Task inputs »
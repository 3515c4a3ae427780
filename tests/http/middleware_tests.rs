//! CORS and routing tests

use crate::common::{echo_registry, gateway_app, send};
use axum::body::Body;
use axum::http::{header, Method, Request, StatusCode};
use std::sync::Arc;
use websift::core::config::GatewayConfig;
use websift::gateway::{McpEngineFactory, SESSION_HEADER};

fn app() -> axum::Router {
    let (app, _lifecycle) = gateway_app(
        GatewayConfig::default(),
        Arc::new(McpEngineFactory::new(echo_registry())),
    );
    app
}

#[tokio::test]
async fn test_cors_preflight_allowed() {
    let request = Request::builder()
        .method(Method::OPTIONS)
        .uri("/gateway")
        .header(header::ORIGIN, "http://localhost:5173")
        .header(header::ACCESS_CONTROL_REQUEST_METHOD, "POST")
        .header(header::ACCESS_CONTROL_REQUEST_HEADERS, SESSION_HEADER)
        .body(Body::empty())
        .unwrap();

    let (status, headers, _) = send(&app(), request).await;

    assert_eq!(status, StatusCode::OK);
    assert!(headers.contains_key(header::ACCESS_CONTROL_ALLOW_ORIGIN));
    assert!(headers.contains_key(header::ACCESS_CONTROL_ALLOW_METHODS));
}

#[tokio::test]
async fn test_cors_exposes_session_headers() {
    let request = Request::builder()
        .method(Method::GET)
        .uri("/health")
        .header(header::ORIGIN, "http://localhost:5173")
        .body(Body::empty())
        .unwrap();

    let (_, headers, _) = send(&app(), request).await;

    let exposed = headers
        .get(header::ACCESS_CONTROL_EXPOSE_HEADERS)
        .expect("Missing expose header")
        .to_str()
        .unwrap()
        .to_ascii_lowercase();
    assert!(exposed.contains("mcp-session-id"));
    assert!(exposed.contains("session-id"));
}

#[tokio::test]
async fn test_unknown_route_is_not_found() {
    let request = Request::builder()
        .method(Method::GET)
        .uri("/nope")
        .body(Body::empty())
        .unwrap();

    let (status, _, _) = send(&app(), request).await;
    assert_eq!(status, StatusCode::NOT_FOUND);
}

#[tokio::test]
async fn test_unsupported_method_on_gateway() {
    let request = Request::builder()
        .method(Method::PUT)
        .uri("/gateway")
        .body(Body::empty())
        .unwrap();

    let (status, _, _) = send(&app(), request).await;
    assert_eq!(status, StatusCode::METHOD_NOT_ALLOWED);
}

---

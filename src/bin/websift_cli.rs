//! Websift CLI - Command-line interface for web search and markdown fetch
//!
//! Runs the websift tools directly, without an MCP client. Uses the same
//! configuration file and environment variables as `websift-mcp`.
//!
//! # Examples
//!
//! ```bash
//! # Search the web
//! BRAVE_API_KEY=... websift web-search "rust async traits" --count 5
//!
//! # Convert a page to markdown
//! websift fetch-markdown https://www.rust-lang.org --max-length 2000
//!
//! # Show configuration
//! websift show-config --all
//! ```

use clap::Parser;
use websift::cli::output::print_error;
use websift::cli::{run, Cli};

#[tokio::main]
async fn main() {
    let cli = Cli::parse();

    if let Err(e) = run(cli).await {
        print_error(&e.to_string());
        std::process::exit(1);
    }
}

---

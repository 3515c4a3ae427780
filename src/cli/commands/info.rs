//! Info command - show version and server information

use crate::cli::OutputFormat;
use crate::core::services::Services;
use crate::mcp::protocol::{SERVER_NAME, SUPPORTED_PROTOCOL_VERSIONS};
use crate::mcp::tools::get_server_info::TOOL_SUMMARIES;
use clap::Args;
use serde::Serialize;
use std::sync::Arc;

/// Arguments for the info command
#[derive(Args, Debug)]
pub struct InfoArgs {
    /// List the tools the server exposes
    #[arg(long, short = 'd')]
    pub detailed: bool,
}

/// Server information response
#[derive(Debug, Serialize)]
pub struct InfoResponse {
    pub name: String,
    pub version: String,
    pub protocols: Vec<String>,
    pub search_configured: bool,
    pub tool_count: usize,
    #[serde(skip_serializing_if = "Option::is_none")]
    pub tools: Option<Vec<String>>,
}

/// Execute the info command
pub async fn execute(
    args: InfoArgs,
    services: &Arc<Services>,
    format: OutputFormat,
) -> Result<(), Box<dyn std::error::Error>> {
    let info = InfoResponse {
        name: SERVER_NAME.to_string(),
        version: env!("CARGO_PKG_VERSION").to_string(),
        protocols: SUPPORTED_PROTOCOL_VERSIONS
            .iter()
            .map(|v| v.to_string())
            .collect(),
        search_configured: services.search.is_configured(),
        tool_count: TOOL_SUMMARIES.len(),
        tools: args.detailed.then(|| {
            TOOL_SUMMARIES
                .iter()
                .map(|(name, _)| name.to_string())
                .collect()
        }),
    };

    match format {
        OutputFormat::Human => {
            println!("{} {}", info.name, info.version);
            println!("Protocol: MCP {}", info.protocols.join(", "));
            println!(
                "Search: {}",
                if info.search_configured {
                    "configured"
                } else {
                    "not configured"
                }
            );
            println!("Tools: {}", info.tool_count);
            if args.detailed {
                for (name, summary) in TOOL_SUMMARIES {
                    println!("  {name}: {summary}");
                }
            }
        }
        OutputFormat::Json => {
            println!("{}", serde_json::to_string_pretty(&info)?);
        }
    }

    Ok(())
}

Directions for this task »
In the entries above, one line contains "use crate::cli::OutputFormat;" and another contains "the server exposes". Reproduce exactly those two lines and the lines between them, nothing else.

The answer »
use crate::cli::OutputFormat;
use crate::core::services::Services;
use crate::mcp::protocol::{SERVER_NAME, SUPPORTED_PROTOCOL_VERSIONS};
use crate::mcp::tools::get_server_info::TOOL_SUMMARIES;
use clap::Args;
use serde::Serialize;
use std::sync::Arc;

/// Arguments for the info command
#[derive(Args, Debug)]
pub struct InfoArgs {
    /// List the tools the server exposes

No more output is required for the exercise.